# Black Belt has lost his mind



## amazonfriend (Aug 15, 2006)

Before I get rid of my best looking fish - - in my tank. I need a few opinions.... Pleaz!
I have a beautiful BB! I love his coloring! I am partial to my fish after taking care of them for a year or 3 years. 
but my BB has lost it.

I have a 120g, 6 ft long.

my bb (7-8in) is getting close to the size of my oscar (8-9), yep the bb is harrassing him. I have divided the tank.
I was going to rehome my O and keeping the bb. and get 2 smaller CA's. 
well... now my BB is chasing and harrassing my silver dollars and pleco... why would he fool w/ the pleco (14 in). the silver dollars are a large around as the BB.

I have had the BB 1 year and the other fish 3+yrs.

I have read up on the bb characteritics. 
they are usually ok w/ dither fish. why would he be picking on the nonterritorial fish??

He is darting into the screen at the SD's trying to get them (scratching up his mouth) and attacking the pleco if the pleco is on his side of the tank.

What are my chances of keeping the BB and being able to have other tankmates w/ him?

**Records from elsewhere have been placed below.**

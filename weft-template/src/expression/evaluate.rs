//! Expression evaluation

use super::parser::{BinaryOp, Expr};
use super::{ExpressionError, ExpressionFunction, ExpressionValues};
use std::cmp::Ordering;
use std::collections::HashMap;
use std::sync::Arc;
use weft_core::{Token, TokenKind};

/// Built-in functions: name, minimum and maximum parameter count.
pub const BUILTIN_FUNCTIONS: &[(&str, usize, usize)] = &[
    ("contains", 2, 2),
    ("endsWith", 2, 2),
    ("format", 1, usize::MAX),
    ("fromJSON", 1, 1),
    ("join", 1, 2),
    ("startsWith", 2, 2),
    ("toJSON", 1, 1),
];

pub fn builtin_arity(name: &str) -> Option<(usize, usize)> {
    BUILTIN_FUNCTIONS
        .iter()
        .find(|(builtin, _, _)| builtin.eq_ignore_ascii_case(name))
        .map(|(_, min, max)| (*min, *max))
}

/// Evaluates one parsed expression against a set of named values.
pub(crate) struct Evaluation<'a> {
    pub values: &'a ExpressionValues,
    pub functions: &'a HashMap<String, (usize, usize, ExpressionFunction)>,
}

impl Evaluation<'_> {
    pub fn eval(&self, expr: &Expr) -> Result<Token, ExpressionError> {
        match expr {
            Expr::Literal(token) => Ok(token.clone()),
            Expr::NamedValue { name, .. } => Ok(self.values.get(name).cloned().unwrap_or_else(Token::null)),
            Expr::Member { target, name } => {
                let target = self.eval(target)?;
                Ok(target.get(name).cloned().unwrap_or_else(Token::null))
            }
            Expr::Index { target, index } => {
                let target = self.eval(target)?;
                let index = self.eval(index)?;
                Ok(lookup_index(&target, &index))
            }
            Expr::Not(operand) => Ok(Token::boolean(!self.eval(operand)?.is_truthy())),
            Expr::Binary {
                op: BinaryOp::And,
                left,
                right,
            } => {
                let left = self.eval(left)?;
                if left.is_truthy() {
                    self.eval(right)
                } else {
                    Ok(left)
                }
            }
            Expr::Binary {
                op: BinaryOp::Or,
                left,
                right,
            } => {
                let left = self.eval(left)?;
                if left.is_truthy() {
                    Ok(left)
                } else {
                    self.eval(right)
                }
            }
            Expr::Binary { op, left, right } => {
                let left = self.eval(left)?;
                let right = self.eval(right)?;
                let ordering = compare(&left, &right);
                let result = match op {
                    BinaryOp::Eq => loose_equals(&left, &right),
                    BinaryOp::Ne => !loose_equals(&left, &right),
                    BinaryOp::Lt => ordering == Some(Ordering::Less),
                    BinaryOp::Le => matches!(ordering, Some(Ordering::Less | Ordering::Equal)),
                    BinaryOp::Gt => ordering == Some(Ordering::Greater),
                    BinaryOp::Ge => matches!(ordering, Some(Ordering::Greater | Ordering::Equal)),
                    BinaryOp::And | BinaryOp::Or => false,
                };
                Ok(Token::boolean(result))
            }
            Expr::Call { name, args, .. } => {
                let args = args.iter().map(|arg| self.eval(arg)).collect::<Result<Vec<_>, _>>()?;
                self.call(name, &args)
            }
        }
    }

    fn call(&self, name: &str, args: &[Token]) -> Result<Token, ExpressionError> {
        if let Some((min, max)) = builtin_arity(name) {
            check_arity(name, min, max, args)?;
            return call_builtin(name, args);
        }

        let Some((min, max, function)) = self.functions.get(&name.to_lowercase()) else {
            return Err(runtime(format!("Function '{}' is not available", name)));
        };
        check_arity(name, *min, *max, args)?;
        function(args).map_err(runtime)
    }
}

fn check_arity(name: &str, min: usize, max: usize, args: &[Token]) -> Result<(), ExpressionError> {
    if args.len() < min || args.len() > max {
        return Err(runtime(format!(
            "Function '{}' was called with {} parameter(s)",
            name,
            args.len()
        )));
    }
    Ok(())
}

fn runtime(message: String) -> ExpressionError {
    ExpressionError::Runtime { message }
}

fn lookup_index(target: &Token, index: &Token) -> Token {
    match (&target.kind, &index.kind) {
        (TokenKind::Sequence(items), _) => {
            let position = to_number(index);
            if position.is_finite() && position >= 0.0 {
                items.get(position.floor() as usize).cloned().unwrap_or_else(Token::null)
            } else {
                Token::null()
            }
        }
        (TokenKind::Mapping(_), _) if index.is_literal() => {
            target.get(&index.to_string()).cloned().unwrap_or_else(Token::null)
        }
        _ => Token::null(),
    }
}

/// Numeric coercion used by comparisons between different kinds.
pub fn to_number(token: &Token) -> f64 {
    match &token.kind {
        TokenKind::Null => 0.0,
        TokenKind::Boolean(value) => {
            if *value {
                1.0
            } else {
                0.0
            }
        }
        TokenKind::Number(value) => *value,
        TokenKind::String(value) => {
            let trimmed = value.trim();
            if trimmed.is_empty() {
                0.0
            } else {
                trimmed.parse().unwrap_or(f64::NAN)
            }
        }
        _ => f64::NAN,
    }
}

/// Equality with string case folding and numeric coercion across kinds.
pub fn loose_equals(left: &Token, right: &Token) -> bool {
    match (&left.kind, &right.kind) {
        (TokenKind::Null, TokenKind::Null) => true,
        (TokenKind::Boolean(a), TokenKind::Boolean(b)) => a == b,
        (TokenKind::Number(a), TokenKind::Number(b)) => a == b,
        (TokenKind::String(a), TokenKind::String(b)) => a.to_lowercase() == b.to_lowercase(),
        (TokenKind::Sequence(a), TokenKind::Sequence(b)) => Arc::ptr_eq(a, b),
        (TokenKind::Mapping(a), TokenKind::Mapping(b)) => Arc::ptr_eq(a, b),
        _ if left.is_literal() && right.is_literal() => to_number(left) == to_number(right),
        _ => false,
    }
}

fn compare(left: &Token, right: &Token) -> Option<Ordering> {
    match (&left.kind, &right.kind) {
        (TokenKind::String(a), TokenKind::String(b)) => Some(a.to_lowercase().cmp(&b.to_lowercase())),
        _ => to_number(left).partial_cmp(&to_number(right)),
    }
}

// ============================================================================
// BUILT-IN FUNCTIONS
// ============================================================================

fn call_builtin(name: &str, args: &[Token]) -> Result<Token, ExpressionError> {
    match name.to_lowercase().as_str() {
        "format" => format(args),
        "contains" => Ok(Token::boolean(contains(&args[0], &args[1]))),
        "startswith" => Ok(Token::boolean(
            args[0].to_string().to_lowercase().starts_with(&args[1].to_string().to_lowercase()),
        )),
        "endswith" => Ok(Token::boolean(
            args[0].to_string().to_lowercase().ends_with(&args[1].to_string().to_lowercase()),
        )),
        "join" => Ok(join(args)),
        "tojson" => serde_json::to_string_pretty(&args[0].to_json())
            .map(Token::string)
            .map_err(|e| runtime(e.to_string())),
        "fromjson" => {
            let text = args[0].to_string();
            serde_json::from_str::<serde_json::Value>(&text)
                .map(|value| Token::from_json(&value))
                .map_err(|e| runtime(format!("Error parsing fromJSON input: {}", e)))
        }
        _ => Err(runtime(format!("Function '{}' is not available", name))),
    }
}

fn contains(search: &Token, item: &Token) -> bool {
    match &search.kind {
        TokenKind::Sequence(items) => items.iter().any(|candidate| loose_equals(candidate, item)),
        _ if search.is_literal() => search
            .to_string()
            .to_lowercase()
            .contains(&item.to_string().to_lowercase()),
        _ => false,
    }
}

fn join(args: &[Token]) -> Token {
    let separator = args.get(1).map(Token::to_string).unwrap_or_else(|| ",".to_string());
    match &args[0].kind {
        TokenKind::Sequence(items) => Token::string(
            items
                .iter()
                .map(Token::to_string)
                .collect::<Vec<_>>()
                .join(&separator),
        ),
        _ if args[0].is_literal() => Token::string(args[0].to_string()),
        _ => Token::string(""),
    }
}

/// `format('{0} and {1}', a, b)`. `{{` and `}}` are escaped braces.
fn format(args: &[Token]) -> Result<Token, ExpressionError> {
    let pattern = args[0].to_string();
    let invalid = || runtime(format!("The following format string is invalid: {}", pattern));

    let chars: Vec<char> = pattern.chars().collect();
    let mut result = String::with_capacity(pattern.len());
    let mut i = 0;
    while i < chars.len() {
        match chars[i] {
            '{' if chars.get(i + 1) == Some(&'{') => {
                result.push('{');
                i += 2;
            }
            '{' => {
                let close = chars[i + 1..]
                    .iter()
                    .position(|c| *c == '}')
                    .map(|offset| i + 1 + offset)
                    .ok_or_else(invalid)?;
                let index: usize = chars[i + 1..close]
                    .iter()
                    .collect::<String>()
                    .parse()
                    .map_err(|_| invalid())?;
                let arg = args.get(index + 1).ok_or_else(|| {
                    runtime(format!(
                        "The following format string references more arguments than were supplied: {}",
                        pattern
                    ))
                })?;
                result.push_str(&arg.to_string());
                i = close + 1;
            }
            '}' if chars.get(i + 1) == Some(&'}') => {
                result.push('}');
                i += 2;
            }
            '}' => return Err(invalid()),
            c => {
                result.push(c);
                i += 1;
            }
        }
    }
    Ok(Token::string(result))
}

I really don't want a 1 fish tank.

SUGGESTIONS PLEASE

Thoughts

H E L P !! !! !!


----------



## amazonfriend (Aug 15, 2006)

Wise Cichlid Lovers - Please give some advice

let me change my question.
I have a BB, his is being very aggressive towards my O. I put in a divider. now he protects the divider and goes after my dither fish. The O 
If I remove the O and the divider what are the chances he will leave my SD's/pleco alone? The BB seems t be obsessed w/ the screen divider and anything else he sees. He was going after my hand today while I fixed the divider and his colors have changed becuase he is so upset.

he has roughed up my SD's

Advice Please


----------



## fishghost (Jul 27, 2003)

amazonfriend said:


> Before I get rid of my best looking fish - - in my tank. I need a few opinions.... Pleaz!
> I have a beautiful BB! I love his coloring! I am partial to my fish after taking care of them for a year or 3 years.
> but my BB has lost it.
> 
> ...


He's doing what most big territorial fish do. Unfortunately, either you keep him or get rid of him.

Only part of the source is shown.